The Associated Press-NORC Center for Public Affairs Research released results of a survey which examined the public’s opinion about what it means to be a quality health care provider in the United States.
Funded by the Robert Wood Johnson Foundation, the survey included a sample of 1,002 adults aged 18 years and older to a random-digit-dial survey. According to a press release, key findings from the study include:
- Most Americans define provider quality by how it relates to physician-patient interactions and a physician’s personality traits, rather than the effectiveness of the care provided or the patient’s own health outcomes.

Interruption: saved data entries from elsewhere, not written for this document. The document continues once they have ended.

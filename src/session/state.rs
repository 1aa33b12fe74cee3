//! Connection lifecycle states

use serde::{Deserialize, Serialize};
use std::fmt;

/// Authoritative state of the upstream session.
///
/// Serialized under the labels existing `state.json` consumers read.
#[derive(Debug, Clone, Copy, PartialEq, Eq, Hash, Serialize, Deserialize)]
pub enum ConnectionState {
    #[serde(rename = "No connection")]
    NoConnection,
    Connecting,
    #[serde(rename = "Waiting for fedai")]
    WaitingChallenge,
    #[serde(rename = "Authorization")]
    Authenticating,
    Connected,
    Error,
    #[serde(rename = "Reconnect")]
    Reconnecting,
}

impl ConnectionState {
    /// Whether an outbound frame may be written in this state
    pub fn accepts_sends(self) -> bool {
        matches!(
            self,
            Self::WaitingChallenge | Self::Authenticating | Self::Connected
        )
    }

    /// Whether cached resources may be served in this state
    pub fn serves_cache(self) -> bool {
        self == Self::Connected
    }

    pub fn as_str(self) -> &'static str {
        match self {
            Self::NoConnection => "No connection",
            Self::Connecting => "Connecting",
            Self::WaitingChallenge => "Waiting for fedai",
            Self::Authenticating => "Authorization",
            Self::Connected => "Connected",
            Self::Error => "Error",
            Self::Reconnecting => "Reconnect",
        }
    }
}

impl Default for ConnectionState {
    fn default() -> Self {
        Self::NoConnection
    }
}

impl fmt::Display for ConnectionState {
    fn fmt(&self, f: &mut fmt::Formatter<'_>) -> fmt::Result {
        f.write_str(self.as_str())
    }
}

#[cfg(test)]
mod tests {
    use super::*;

    #[test]
    fn test_send_gate() {
        assert!(ConnectionState::Connected.accepts_sends());
        assert!(ConnectionState::WaitingChallenge.accepts_sends());
        assert!(ConnectionState::Authenticating.accepts_sends());
        assert!(!ConnectionState::Connecting.accepts_sends());
        assert!(!ConnectionState::Reconnecting.accepts_sends());
        assert!(!ConnectionState::Error.accepts_sends());
        assert!(!ConnectionState::NoConnection.accepts_sends());
    }

    #[test]
    fn test_serialized_name_matches_display() {
        for state in [
            ConnectionState::NoConnection,
            ConnectionState::Connecting,
            ConnectionState::WaitingChallenge,
            ConnectionState::Authenticating,
            ConnectionState::Connected,
            ConnectionState::Error,
            ConnectionState::Reconnecting,
        ] {
            let json = serde_json::to_string(&state).unwrap();
            assert_eq!(json, format!("\"{}\"", state));
            assert_eq!(serde_json::from_str::<ConnectionState>(&json).unwrap(), state);
        }
    }

    #[test]
    fn test_persisted_labels() {
        let labels: Vec<_> = [
            ConnectionState::NoConnection,
            ConnectionState::WaitingChallenge,
            ConnectionState::Authenticating,
            ConnectionState::Reconnecting,
        ]
        .iter()
        .map(|s| serde_json::to_value(s).unwrap())
        .collect();
        assert_eq!(
            labels,
            vec!["No connection", "Waiting for fedai", "Authorization", "Reconnect"]
        );
    }
}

- Majority of consumers said quality of care provided in the United States would improve if physicians were required to report the effectiveness of their treatments and patient satisfaction with care.
- Less than a quarter of consumers receive provider quality information and most people are not confident they could find provider quality information they can trust on their own, including direct comparisons of physicians.
- Americans trust word-of-mouth and personal recommendations from physicians more than provider quality data coming from the government or third parties.
- A third of Americans reported it is easy to find information they trust related to the costs of provider care, while fewer say it is easy to find data that compared a provider’s cost and quality.
- About half of Americans believe higher quality health care generally comes at a higher cost, while 37% said there is no real relationship between quality and cost.
- Despite the fact that more Americans are now insured as a result of the Affordable Care Act, people without health insurance face more challenges in finding information about provider quality and cost. At the same time, they are more likely than the insured to think public reporting of such information would improve the overall quality of care.
“This survey is designed to provide meaningful data on how consumers understand, trust and use the health care information available to them,” Trevor Tompson, vice president for public affairs research for NORC at the University of Chicago and director of the AP-NORC Center, stated in a press release. “This survey provides answers to key questions around Americans’ perceptions of health care quality…The survey also explored whether people think public reporting requirements would improve health care in the United States.”